Tuesday, November 01, 2005

Democracy Now: Murray Waas, Julian Bond, Dorothy Height, Cicely Tyson, Eleanor Holmes Norton, Oprah ...

Report: 40 Iraqis Die in U.S. Bombings Near Syria
In Iraq, hospital officials in the town of Qaim say up to 40 people were killed Monday in U.S. bombings near the Syrian border. An Iraqi doctor said many of the killed were women and children. Local residents said U.S. aircraft carried out a series of bombing raids beginning shortly after midnight and continuing until dawn. Military officials said they were targeting safehouses used by a local Al Qaeda leader.

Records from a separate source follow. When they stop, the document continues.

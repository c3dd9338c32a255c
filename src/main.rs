// SPDX-License-Identifier: MIT

use clap::{Parser, Subcommand};
use dotenv::dotenv;
use warp_pipe::common::error::WarpError;
use warp_pipe::warp::bundle::BundleStore;
use warp_pipe::warp::nodes::NodeRegistry;
use warp_pipe::warp::pipeline::{PipelineLoader, PipelineRunner};
use warp_pipe::warp::samplers::remap_scheduler;

use std::sync::Arc;

#[derive(Parser, Debug)]
#[command(author, version, about, long_about = None)]
struct Args {
    #[command(subcommand)]
    command: Commands,
}

#[derive(Subcommand, Debug)]
enum Commands {
    /// Print the descriptors of every registered node as JSON
    Nodes,
    /// Run a pipeline script
    Run {
        /// Path to the pipeline file
        #[arg(short, long)]
        file: String,

        /// Number of copies to run concurrently against the shared store
        #[arg(short, long, default_value_t = 1)]
        repeat: usize,
    },
    /// Map a scheduler name onto the base vocabulary
    Remap {
        /// Scheduler name to map
        scheduler: String,
    },
}

#[tokio::main]
async fn main() -> anyhow::Result<()> {
    dotenv().ok();
    env_logger::init();

    let args = Args::parse();
    let registry = NodeRegistry::with_builtin();

    match args.command {
        Commands::Nodes => {
            println!(
                "{}",
                serde_json::to_string_pretty(&registry.descriptors())?
            );
        }
        Commands::Run { file, repeat } => {
            if repeat == 0 {
                return Err(WarpError::config("--repeat must be at least 1").into());
            }

            let def = Arc::new(PipelineLoader::load(&file)?);
            log::info!(
                "Loaded pipeline '{}' with {} steps",
                def.name,
                def.steps.len()
            );

            let runner = Arc::new(PipelineRunner::new(registry, BundleStore::global()));
            let reports = Arc::clone(&runner).run_concurrent(def, repeat).await?;
            log::info!("Store holds {} bundle(s)", runner.store().len());

            if reports.len() == 1 {
                println!("{}", serde_json::to_string_pretty(&reports[0])?);
            } else {
                println!("{}", serde_json::to_string_pretty(&reports)?);
            }
        }
        Commands::Remap { scheduler } => {
            println!("{}", remap_scheduler(&scheduler));
        }
    }

    Ok(())
}
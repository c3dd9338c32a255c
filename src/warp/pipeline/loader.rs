// SPDX-License-Identifier: MIT

use std::collections::HashSet;
use std::fs;
use std::path::Path;

use super::types::PipelineDef;
use crate::common::error::{PipelineError, Result};

/// Loads and validates pipeline scripts
pub struct PipelineLoader;

impl PipelineLoader {
    /// Load a pipeline definition from a YAML file
    pub fn load(path: impl AsRef<Path>) -> Result<PipelineDef> {
        let path = path.as_ref();
        if !path.exists() {
            return Err(PipelineError::FileNotFound(path.display().to_string()).into());
        }
        let content = fs::read_to_string(path)?;
        Self::parse_yaml(&content)
    }

    /// Parse and validate a pipeline definition from a YAML string
    pub fn parse_yaml(content: &str) -> Result<PipelineDef> {
        let def: PipelineDef = serde_yaml::from_str(content)?;
        Self::validate(&def)?;
        Ok(def)
    }

    /// Check step ids are unique and every `from` names an earlier step.
    ///
    /// Node names are resolved against the registry at run time.
    pub fn validate(def: &PipelineDef) -> Result<()> {
        if def.steps.is_empty() {
            return Err(PipelineError::Empty(def.name.clone()).into());
        }

        let mut seen = HashSet::new();
        for step in &def.steps {
            if let Some(source) = &step.from {
                if !seen.contains(source.as_str()) {
                    return Err(PipelineError::UnknownSource {
                        step: step.id.clone(),
                        source_step: source.clone(),
                    }
                    .into());
                }
            }
            if step.node == "Unwarp" && !step.inputs.is_empty() {
                return Err(PipelineError::UnexpectedInputs(step.id.clone()).into());
            }
            if !seen.insert(step.id.as_str()) {
                return Err(PipelineError::DuplicateStep(step.id.clone()).into());
            }
        }
        Ok(())
    }
}

#[cfg(test)]
mod tests {
    use super::*;
    use crate::common::error::WarpError;

    #[test]
    fn test_parse_chained_pipeline() {
        let yaml = r#"
name: Chained
description: "Pack, extend, unpack"
steps:
  - id: pack
    node: Warp
    inputs:
      seed: 42
      cfg: 7.0
  - id: extend
    node: Warp
    from: pack
    inputs:
      seed: 99
  - id: unpack
    node: Unwarp
    from: extend
"#;
        let def = PipelineLoader::parse_yaml(yaml).unwrap();
        assert_eq!(def.name, "Chained");
        assert_eq!(def.steps.len(), 3);
        assert_eq!(def.steps[2].from.as_deref(), Some("extend"));
    }

    #[test]
    fn test_empty_pipeline_rejected() {
        let err = PipelineLoader::parse_yaml("name: Nothing\n").unwrap_err();
        assert!(matches!(err, WarpError::Pipeline(PipelineError::Empty(_))));
    }

    #[test]
    fn test_duplicate_step_rejected() {
        let yaml = r#"
name: Dup
steps:
  - id: a
    node: Warp
  - id: a
    node: Warp
"#;
        let err = PipelineLoader::parse_yaml(yaml).unwrap_err();
        assert!(matches!(
            err,
            WarpError::Pipeline(PipelineError::DuplicateStep(ref id)) if id == "a"
        ));
    }

    #[test]
    fn test_forward_reference_rejected() {
        let yaml = r#"
name: Forward
steps:
  - id: unpack
    node: Unwarp
    from: pack
  - id: pack
    node: Warp
"#;
        let err = PipelineLoader::parse_yaml(yaml).unwrap_err();
        assert!(matches!(
            err,
            WarpError::Pipeline(PipelineError::UnknownSource { .. })
        ));
    }

    #[test]
    fn test_self_reference_rejected() {
        let yaml = r#"
name: Loop
steps:
  - id: pack
    node: Warp
    from: pack
"#;
        assert!(PipelineLoader::parse_yaml(yaml).is_err());
    }

    #[test]
    fn test_unwarp_inputs_rejected() {
        let yaml = r#"
name: Bad
steps:
  - id: unpack
    node: Unwarp
    inputs:
      seed: 1
"#;
        let err = PipelineLoader::parse_yaml(yaml).unwrap_err();
        assert!(matches!(
            err,
            WarpError::Pipeline(PipelineError::UnexpectedInputs(_))
        ));
    }

    #[test]
    fn test_missing_file() {
        let err = PipelineLoader::load("/nonexistent/pipeline.yaml").unwrap_err();
        assert!(matches!(
            err,
            WarpError::Pipeline(PipelineError::FileNotFound(_))
        ));
    }

    #[test]
    fn test_invalid_yaml_returns_error() {
        let yaml = r#"
name:
  - invalid structure
"#;
        assert!(matches!(
            PipelineLoader::parse_yaml(yaml),
            Err(WarpError::Yaml(_))
        ));
    }
}
// SPDX-License-Identifier: MIT

//! Warp: pack values into a bundle
//!
//! A Warp copies the fields of an optional source bundle, overlays every
//! supplied input and stores the result as a new bundle. The source is
//! never modified. A source token that no longer resolves is treated as
//! no source at all.

use once_cell::sync::Lazy;
use serde::{Deserialize, Serialize};
use sha2::{Digest, Sha256};

use super::descriptor::{InputSocket, NodeDescriptor, OutputSocket, CATEGORY};
use super::{Node, NodeOutput};
use crate::warp::bundle::{BundleId, BundleStore, FieldMap, FieldName, FieldValue, Payload};

static WARP_DESCRIPTOR: Lazy<NodeDescriptor> = Lazy::new(|| NodeDescriptor {
    name: "Warp",
    category: CATEGORY,
    function: "warp",
    output_node: true,
    inputs: std::iter::once(InputSocket::control(false))
        .chain(FieldName::ALL.iter().map(|f| InputSocket::field(*f)))
        .collect(),
    outputs: vec![OutputSocket::control()],
});

/// Token that crosses graph edges; serialises as `{"id": "..."}`
#[derive(Debug, Clone, PartialEq, Eq, Hash, Serialize, Deserialize)]
pub struct WarpToken {
    pub id: BundleId,
}

impl WarpToken {
    pub fn new(id: BundleId) -> Self {
        Self { id }
    }
}

/// Values supplied directly to a Warp; `None` means "not provided"
#[derive(Debug, Clone, Default)]
pub struct WarpInputs {
    pub model: Option<Payload>,
    pub model_2: Option<Payload>,
    pub clip: Option<Payload>,
    pub clip_vision: Option<Payload>,
    pub vae: Option<Payload>,
    pub conditioning_positive: Option<Payload>,
    pub conditioning_negative: Option<Payload>,
    pub image: Option<Payload>,
    pub mask: Option<Payload>,
    pub latent: Option<Payload>,
    pub prompt_positive: Option<String>,
    pub prompt_negative: Option<String>,
    pub batch_size: Option<i64>,
    pub seed: Option<i64>,
    pub initial_steps: Option<i64>,
    pub detailer_steps: Option<i64>,
    pub upscaler_steps: Option<i64>,
    pub width: Option<i64>,
    pub height: Option<i64>,
    pub cfg: Option<f64>,
    pub sampler_name: Option<String>,
    pub scheduler: Option<String>,
}

impl WarpInputs {
    /// Collect the supplied inputs into a field map
    pub fn into_fields(self) -> FieldMap {
        let handles = [
            (FieldName::Model, self.model),
            (FieldName::Model2, self.model_2),
            (FieldName::Clip, self.clip),
            (FieldName::ClipVision, self.clip_vision),
            (FieldName::Vae, self.vae),
            (FieldName::ConditioningPositive, self.conditioning_positive),
            (FieldName::ConditioningNegative, self.conditioning_negative),
            (FieldName::Image, self.image),
            (FieldName::Mask, self.mask),
            (FieldName::Latent, self.latent),
        ];
        let texts = [
            (FieldName::PromptPositive, self.prompt_positive),
            (FieldName::PromptNegative, self.prompt_negative),
        ];
        let ints = [
            (FieldName::BatchSize, self.batch_size),
            (FieldName::Seed, self.seed),
            (FieldName::InitialSteps, self.initial_steps),
            (FieldName::DetailerSteps, self.detailer_steps),
            (FieldName::UpscalerSteps, self.upscaler_steps),
            (FieldName::Width, self.width),
            (FieldName::Height, self.height),
        ];
        let choices = [
            (FieldName::SamplerName, self.sampler_name),
            (FieldName::Scheduler, self.scheduler),
        ];

        let mut fields = FieldMap::new();
        for (name, value) in handles {
            if let Some(v) = value {
                fields.set(name, FieldValue::Handle(v));
            }
        }
        for (name, value) in texts {
            if let Some(v) = value {
                fields.set(name, FieldValue::Text(v));
            }
        }
        for (name, value) in ints {
            if let Some(v) = value {
                fields.set(name, FieldValue::Int(v));
            }
        }
        if let Some(v) = self.cfg {
            fields.set(FieldName::Cfg, FieldValue::Float(v));
        }
        for (name, value) in choices {
            if let Some(v) = value {
                fields.set(name, FieldValue::Choice(v));
            }
        }
        fields
    }
}

/// The Warp node
#[derive(Debug, Clone, Copy, Default)]
pub struct Warp;

impl Warp {
    /// Build a bundle from `source` plus `inputs` and register it in `store`
    pub fn warp(store: &BundleStore, source: Option<&WarpToken>, inputs: WarpInputs) -> WarpToken {
        Self::extend(store, source, inputs.into_fields())
    }

    /// Same as [`Warp::warp`] for an already collected field map
    pub fn extend(store: &BundleStore, source: Option<&WarpToken>, updates: FieldMap) -> WarpToken {
        let mut fields = match source {
            Some(token) => match store.get(&token.id) {
                Some(bundle) => bundle.fields().clone(),
                None => {
                    log::debug!("Source bundle {} not resident, starting fresh", token.id);
                    FieldMap::new()
                }
            },
            None => FieldMap::new(),
        };
        fields.overlay(updates);

        WarpToken::new(store.put(fields))
    }

    /// Hex SHA-256 over the source token and supplied inputs.
    ///
    /// The host compares fingerprints between runs to decide whether the
    /// node needs to execute again. Labeled payloads contribute their label,
    /// unlabeled ones their identity.
    pub fn fingerprint(source: Option<&WarpToken>, updates: &FieldMap) -> String {
        let mut hasher = Sha256::new();
        match source {
            Some(token) => {
                hasher.update([1u8]);
                hasher.update(token.id.as_str().as_bytes());
            }
            None => hasher.update([0u8]),
        }
        updates.hash_into(&mut hasher);
        format!("{:x}", hasher.finalize())
    }
}

impl Node for Warp {
    fn descriptor(&self) -> &NodeDescriptor {
        &WARP_DESCRIPTOR
    }

    fn invoke(&self, store: &BundleStore, source: Option<&WarpToken>, inputs: FieldMap) -> NodeOutput {
        NodeOutput::Token(Self::extend(store, source, inputs))
    }
}

#[cfg(test)]
mod tests {
    use super::*;

    fn inputs(seed: i64, cfg: f64) -> WarpInputs {
        WarpInputs {
            seed: Some(seed),
            cfg: Some(cfg),
            ..Default::default()
        }
    }

    #[test]
    fn test_warp_without_source() {
        let store = BundleStore::new();
        let token = Warp::warp(&store, None, inputs(42, 7.0));

        let bundle = store.get(&token.id).unwrap();
        assert_eq!(bundle.fields().int(FieldName::Seed), Some(42));
        assert_eq!(bundle.fields().float(FieldName::Cfg), Some(7.0));
        assert_eq!(bundle.fields().len(), 2);
    }

    #[test]
    fn test_warp_chain_overlays_source() {
        let store = BundleStore::new();
        let a = Warp::warp(&store, None, inputs(42, 7.0));
        let b = Warp::warp(
            &store,
            Some(&a),
            WarpInputs {
                seed: Some(99),
                ..Default::default()
            },
        );

        assert_ne!(a, b);
        let fields = store.get(&b.id).unwrap().fields().clone();
        assert_eq!(fields.int(FieldName::Seed), Some(99));
        assert_eq!(fields.float(FieldName::Cfg), Some(7.0));

        // Source untouched
        let source = store.get(&a.id).unwrap();
        assert_eq!(source.fields().int(FieldName::Seed), Some(42));
    }

    #[test]
    fn test_stale_source_starts_fresh() {
        let store = BundleStore::new();
        let stale = WarpToken::new(BundleId::from("0123456789abcdef0123456789abcdef"));
        let token = Warp::warp(&store, Some(&stale), inputs(1, 2.0));

        let fields = store.get(&token.id).unwrap().fields().clone();
        assert_eq!(fields, inputs(1, 2.0).into_fields());
    }

    #[test]
    fn test_empty_text_overrides_source() {
        let store = BundleStore::new();
        let a = Warp::warp(
            &store,
            None,
            WarpInputs {
                prompt_positive: Some("a castle".into()),
                ..Default::default()
            },
        );
        let b = Warp::warp(
            &store,
            Some(&a),
            WarpInputs {
                prompt_positive: Some(String::new()),
                ..Default::default()
            },
        );
        let fields = store.get(&b.id).unwrap().fields().clone();
        assert_eq!(fields.text(FieldName::PromptPositive), Some(""));
    }

    #[test]
    fn test_payloads_are_shared_not_copied() {
        let store = BundleStore::new();
        let model = Payload::labeled("sdxl", vec![0u8; 16]);
        let a = Warp::warp(
            &store,
            None,
            WarpInputs {
                model: Some(model.clone()),
                ..Default::default()
            },
        );
        let b = Warp::warp(&store, Some(&a), WarpInputs::default());

        let stored = store.get(&b.id).unwrap();
        assert!(stored.fields().handle(FieldName::Model).unwrap().same_object(&model));
    }

    #[test]
    fn test_into_fields_skips_none() {
        assert!(WarpInputs::default().into_fields().is_empty());
    }

    #[test]
    fn test_fingerprint_stable_and_sensitive() {
        let fields = inputs(42, 7.0).into_fields();
        let same = inputs(42, 7.0).into_fields();
        let other = inputs(43, 7.0).into_fields();

        let fp = Warp::fingerprint(None, &fields);
        assert_eq!(fp.len(), 64);
        assert_eq!(fp, Warp::fingerprint(None, &same));
        assert_ne!(fp, Warp::fingerprint(None, &other));

        let token = WarpToken::new(BundleId::from("abc"));
        assert_ne!(fp, Warp::fingerprint(Some(&token), &fields));
    }

    #[test]
    fn test_token_wire_form() {
        let token = WarpToken::new(BundleId::from("deadbeef"));
        let json = serde_json::to_value(&token).unwrap();
        assert_eq!(json, serde_json::json!({"id": "deadbeef"}));

        let parsed: WarpToken = serde_json::from_value(json).unwrap();
        assert_eq!(parsed, token);
    }

    #[test]
    fn test_descriptor() {
        let desc = Warp.descriptor();
        assert_eq!(desc.name, "Warp");
        assert_eq!(desc.category, CATEGORY);
        assert!(desc.output_node);
        assert_eq!(desc.inputs.len(), FieldName::ALL.len() + 1);
        assert_eq!(desc.inputs[0].name, "warp");
        assert!(desc.inputs.iter().all(|i| !i.required));
        assert_eq!(desc.outputs.len(), 1);
    }
}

October Marks Fourth Deadliest Month for U.S. In Iraq
And U.S. losses in Iraq continue to rise. Seven U.S. soldiers were killed on Monday bringing the monthly death toll to 92. This made October the fourth deadliest month of the war for U.S. troops.


Bush's Church Calls for U.S. Troop Withdrawal
President Bush and Dick Cheney are facing more opposition about the war in Iraq - this time from their own church. Last week the United Methodist Church passed a resolution calling for the U.S. to withdraw from Iraq. The resolution read in part "As people of faith, we raise our voice in protest against the tragedy of the unjust war in Iraq. Thousands of lives have been lost and hundreds of billions of dollars wasted in a war the United States initiated and should never have fought." The church board also called on Congress to create and independent, bipartisan commission to investigate U.S. treatment of detainees overseas.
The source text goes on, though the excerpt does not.